What to produce – Write the entries below out again without a single difference.

(Data extracts begins)

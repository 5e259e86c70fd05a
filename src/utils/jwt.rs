use crate::config::AppConfig;
use actix_web::HttpRequest;
use actix_web::cookie::{Cookie, SameSite};
use chrono::{TimeDelta, Utc};
use jsonwebtoken::errors::{Error as JwtError, ErrorKind};
use jsonwebtoken::{DecodingKey, EncodingKey, Header, Validation, decode, encode};
use serde::{Deserialize, Serialize};

pub const REFRESH_COOKIE_NAME: &str = "refresh_token";

/// 令牌种类，写入 claims 以防 refresh token 被当作 access token 使用
#[derive(Debug, Clone, Copy, PartialEq, Eq, Serialize, Deserialize)]
#[serde(rename_all = "lowercase")]
pub enum TokenKind {
    Access,
    Refresh,
}

#[derive(Debug, Clone, Serialize, Deserialize)]
pub struct Claims {
    pub sub: String, // 用户 ID
    pub role: String,
    pub kind: TokenKind,
    pub exp: usize,
    pub iat: usize,
}

impl Claims {
    pub fn user_id(&self) -> Result<i64, JwtError> {
        self.sub
            .parse::<i64>()
            .map_err(|_| JwtError::from(ErrorKind::InvalidSubject))
    }
}

#[derive(Debug, Serialize, Deserialize)]
pub struct TokenPair {
    pub access_token: String,
    pub refresh_token: String,
}

pub struct JwtUtils;

impl JwtUtils {
    fn secret() -> &'static str {
        &AppConfig::get().jwt.secret
    }

    /// access token 有效期
    pub fn access_token_ttl() -> TimeDelta {
        TimeDelta::minutes(AppConfig::get().jwt.access_token_expiry)
    }

    /// refresh token 有效期，“记住我”时使用更长的期限
    pub fn refresh_token_ttl(remember_me: bool) -> TimeDelta {
        let jwt = &AppConfig::get().jwt;
        if remember_me {
            TimeDelta::days(jwt.refresh_token_remember_me_expiry)
        } else {
            TimeDelta::days(jwt.refresh_token_expiry)
        }
    }

    pub fn issue(
        user_id: i64,
        role: &str,
        kind: TokenKind,
        ttl: TimeDelta,
    ) -> Result<String, JwtError> {
        let now = Utc::now();
        let claims = Claims {
            sub: user_id.to_string(),
            role: role.to_string(),
            kind,
            exp: (now + ttl).timestamp() as usize,
            iat: now.timestamp() as usize,
        };
        encode(
            &Header::default(),
            &claims,
            &EncodingKey::from_secret(Self::secret().as_bytes()),
        )
    }

    pub fn generate_access_token(user_id: i64, role: &str) -> Result<String, JwtError> {
        Self::issue(user_id, role, TokenKind::Access, Self::access_token_ttl())
    }

    pub fn generate_token_pair(
        user_id: i64,
        role: &str,
        refresh_ttl: Option<TimeDelta>,
    ) -> Result<TokenPair, JwtError> {
        let refresh_ttl = refresh_ttl.unwrap_or_else(|| Self::refresh_token_ttl(false));
        Ok(TokenPair {
            access_token: Self::generate_access_token(user_id, role)?,
            refresh_token: Self::issue(user_id, role, TokenKind::Refresh, refresh_ttl)?,
        })
    }

    fn verify(token: &str, expected: TokenKind) -> Result<Claims, JwtError> {
        let claims = decode::<Claims>(
            token,
            &DecodingKey::from_secret(Self::secret().as_bytes()),
            &Validation::default(),
        )?
        .claims;
        if claims.kind != expected {
            return Err(JwtError::from(ErrorKind::InvalidToken));
        }
        Ok(claims)
    }

    pub fn verify_access_token(token: &str) -> Result<Claims, JwtError> {
        Self::verify(token, TokenKind::Access)
    }

    pub fn verify_refresh_token(token: &str) -> Result<Claims, JwtError> {
        Self::verify(token, TokenKind::Refresh)
    }

    /// 用 refresh token 换取新的 access token
    pub fn refresh_access_token(refresh_token: &str) -> Result<String, JwtError> {
        let claims = Self::verify_refresh_token(refresh_token)?;
        Self::generate_access_token(claims.user_id()?, &claims.role)
    }

    pub fn create_refresh_token_cookie(refresh_token: &str, ttl: TimeDelta) -> Cookie<'static> {
        Cookie::build(REFRESH_COOKIE_NAME, refresh_token.to_string())
            .path("/")
            .max_age(actix_web::cookie::time::Duration::seconds(ttl.num_seconds()))
            .same_site(SameSite::Strict)
            .http_only(true)
            .secure(AppConfig::get().is_production())
            .finish()
    }

    /// 注销时下发的过期 cookie
    pub fn create_empty_refresh_token_cookie() -> Cookie<'static> {
        Cookie::build(REFRESH_COOKIE_NAME, "")
            .path("/")
            .max_age(actix_web::cookie::time::Duration::seconds(0))
            .same_site(SameSite::Strict)
            .http_only(true)
            .secure(AppConfig::get().is_production())
            .finish()
    }

    pub fn extract_refresh_token_from_cookie(req: &HttpRequest) -> Option<String> {
        req.cookie(REFRESH_COOKIE_NAME)
            .map(|cookie| cookie.value().to_string())
            .filter(|value| !value.is_empty())
    }
}

#[cfg(test)]
mod tests {
    use super::*;

    #[test]
    fn access_token_round_trip() {
        let token = JwtUtils::generate_access_token(42, "STUDENT").unwrap();
        let claims = JwtUtils::verify_access_token(&token).unwrap();
        assert_eq!(claims.user_id().unwrap(), 42);
        assert_eq!(claims.role, "STUDENT");
        assert_eq!(claims.kind, TokenKind::Access);
    }

    #[test]
    fn refresh_token_is_not_an_access_token() {
        let pair = JwtUtils::generate_token_pair(7, "TEACHER", None).unwrap();
        assert!(JwtUtils::verify_access_token(&pair.refresh_token).is_err());
        assert!(JwtUtils::verify_refresh_token(&pair.access_token).is_err());

        let renewed = JwtUtils::refresh_access_token(&pair.refresh_token).unwrap();
        let claims = JwtUtils::verify_access_token(&renewed).unwrap();
        assert_eq!(claims.user_id().unwrap(), 7);
        assert_eq!(claims.role, "TEACHER");
    }

    #[test]
    fn tampered_token_is_rejected() {
        let mut token = JwtUtils::generate_access_token(1, "ADMIN").unwrap();
        token.push('x');
        assert!(JwtUtils::verify_access_token(&token).is_err());
    }

    #[test]
    fn remember_me_extends_refresh_ttl() {
        assert!(JwtUtils::refresh_token_ttl(true) > JwtUtils::refresh_token_ttl(false));
    }

    #[test]
    fn empty_cookie_expires_immediately() {
        let cookie = JwtUtils::create_empty_refresh_token_cookie();
        assert_eq!(cookie.name(), REFRESH_COOKIE_NAME);
        assert_eq!(cookie.value(), "");
        assert_eq!(cookie.http_only(), Some(true));
    }
}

(Data extracts ends)

Response to the exercise –
repository 5e259e86c70fd05a
filename src/utils/jwt.rs
use crate::config::AppConfig;
use actix_web::HttpRequest;
use actix_web::cookie::{Cookie, SameSite};
use chrono::{TimeDelta, Utc};
use jsonwebtoken::errors::{Error as JwtError, ErrorKind};
use jsonwebtoken::{DecodingKey, EncodingKey, Header, Validation, decode, encode};
use serde::{Deserialize, Serialize};

pub const REFRESH_COOKIE_NAME: &str = "refresh_token";

/// 令牌种类，写入 claims 以防 refresh token 被当作 access token 使用
#[derive(Debug, Clone, Copy, PartialEq, Eq, Serialize, Deserialize)]
#[serde(rename_all = "lowercase")]
pub enum TokenKind {
    Access,
    Refresh,
}

#[derive(Debug, Clone, Serialize, Deserialize)]
pub struct Claims {
    pub sub: String, // 用户 ID
    pub role: String,
    pub kind: TokenKind,
    pub exp: usize,
    pub iat: usize,
}

impl Claims {
    pub fn user_id(&self) -> Result<i64, JwtError> {
        self.sub
            .parse::<i64>()
            .map_err(|_| JwtError::from(ErrorKind::InvalidSubject))
    }
}

#[derive(Debug, Serialize, Deserialize)]
pub struct TokenPair {
    pub access_token: String,
    pub refresh_token: String,
}

pub struct JwtUtils;

impl JwtUtils {
    fn secret() -> &'static str {
        &AppConfig::get().jwt.secret
    }

    /// access token 有效期
    pub fn access_token_ttl() -> TimeDelta {
        TimeDelta::minutes(AppConfig::get().jwt.access_token_expiry)
    }

    /// refresh token 有效期，“记住我”时使用更长的期限
    pub fn refresh_token_ttl(remember_me: bool) -> TimeDelta {
        let jwt = &AppConfig::get().jwt;
        if remember_me {
            TimeDelta::days(jwt.refresh_token_remember_me_expiry)
        } else {
            TimeDelta::days(jwt.refresh_token_expiry)
        }
    }

    pub fn issue(
        user_id: i64,
        role: &str,
        kind: TokenKind,
        ttl: TimeDelta,
    ) -> Result<String, JwtError> {
        let now = Utc::now();
        let claims = Claims {
            sub: user_id.to_string(),
            role: role.to_string(),
            kind,
            exp: (now + ttl).timestamp() as usize,
            iat: now.timestamp() as usize,
        };
        encode(
            &Header::default(),
            &claims,
            &EncodingKey::from_secret(Self::secret().as_bytes()),
        )
    }

    pub fn generate_access_token(user_id: i64, role: &str) -> Result<String, JwtError> {
        Self::issue(user_id, role, TokenKind::Access, Self::access_token_ttl())
    }

    pub fn generate_token_pair(
        user_id: i64,
        role: &str,
        refresh_ttl: Option<TimeDelta>,
    ) -> Result<TokenPair, JwtError> {
        let refresh_ttl = refresh_ttl.unwrap_or_else(|| Self::refresh_token_ttl(false));
        Ok(TokenPair {
            access_token: Self::generate_access_token(user_id, role)?,
            refresh_token: Self::issue(user_id, role, TokenKind::Refresh, refresh_ttl)?,
        })
    }

    fn verify(token: &str, expected: TokenKind) -> Result<Claims, JwtError> {
        let claims = decode::<Claims>(
            token,
            &DecodingKey::from_secret(Self::secret().as_bytes()),
            &Validation::default(),
        )?
        .claims;
        if claims.kind != expected {
            return Err(JwtError::from(ErrorKind::InvalidToken));
        }
        Ok(claims)
    }

    pub fn verify_access_token(token: &str) -> Result<Claims, JwtError> {
        Self::verify(token, TokenKind::Access)
    }

    pub fn verify_refresh_token(token: &str) -> Result<Claims, JwtError> {
        Self::verify(token, TokenKind::Refresh)
    }

    /// 用 refresh token 换取新的 access token
    pub fn refresh_access_token(refresh_token: &str) -> Result<String, JwtError> {
        let claims = Self::verify_refresh_token(refresh_token)?;
        Self::generate_access_token(claims.user_id()?, &claims.role)
    }

    pub fn create_refresh_token_cookie(refresh_token: &str, ttl: TimeDelta) -> Cookie<'static> {
        Cookie::build(REFRESH_COOKIE_NAME, refresh_token.to_string())
            .path("/")
            .max_age(actix_web::cookie::time::Duration::seconds(ttl.num_seconds()))
            .same_site(SameSite::Strict)
            .http_only(true)
            .secure(AppConfig::get().is_production())
            .finish()
    }

    /// 注销时下发的过期 cookie
    pub fn create_empty_refresh_token_cookie() -> Cookie<'static> {
        Cookie::build(REFRESH_COOKIE_NAME, "")
            .path("/")
            .max_age(actix_web::cookie::time::Duration::seconds(0))
            .same_site(SameSite::Strict)
            .http_only(true)
            .secure(AppConfig::get().is_production())
            .finish()
    }

    pub fn extract_refresh_token_from_cookie(req: &HttpRequest) -> Option<String> {
        req.cookie(REFRESH_COOKIE_NAME)
            .map(|cookie| cookie.value().to_string())
            .filter(|value| !value.is_empty())
    }
}

#[cfg(test)]
mod tests {
    use super::*;

    #[test]
    fn access_token_round_trip() {
        let token = JwtUtils::generate_access_token(42, "STUDENT").unwrap();
        let claims = JwtUtils::verify_access_token(&token).unwrap();
        assert_eq!(claims.user_id().unwrap(), 42);
        assert_eq!(claims.role, "STUDENT");
        assert_eq!(claims.kind, TokenKind::Access);
    }

    #[test]
    fn refresh_token_is_not_an_access_token() {
        let pair = JwtUtils::generate_token_pair(7, "TEACHER", None).unwrap();
        assert!(JwtUtils::verify_access_token(&pair.refresh_token).is_err());
        assert!(JwtUtils::verify_refresh_token(&pair.access_token).is_err());

        let renewed = JwtUtils::refresh_access_token(&pair.refresh_token).unwrap();
        let claims = JwtUtils::verify_access_token(&renewed).unwrap();
        assert_eq!(claims.user_id().unwrap(), 7);
        assert_eq!(claims.role, "TEACHER");
    }

    #[test]
    fn tampered_token_is_rejected() {
        let mut token = JwtUtils::generate_access_token(1, "ADMIN").unwrap();
        token.push('x');
        assert!(JwtUtils::verify_access_token(&token).is_err());
    }

    #[test]
    fn remember_me_extends_refresh_ttl() {
        assert!(JwtUtils::refresh_token_ttl(true) > JwtUtils::refresh_token_ttl(false));
    }

    #[test]
    fn empty_cookie_expires_immediately() {
        let cookie = JwtUtils::create_empty_refresh_token_cookie();
        assert_eq!(cookie.name(), REFRESH_COOKIE_NAME);
        assert_eq!(cookie.value(), "");
        assert_eq!(cookie.http_only(), Some(true));
    }
}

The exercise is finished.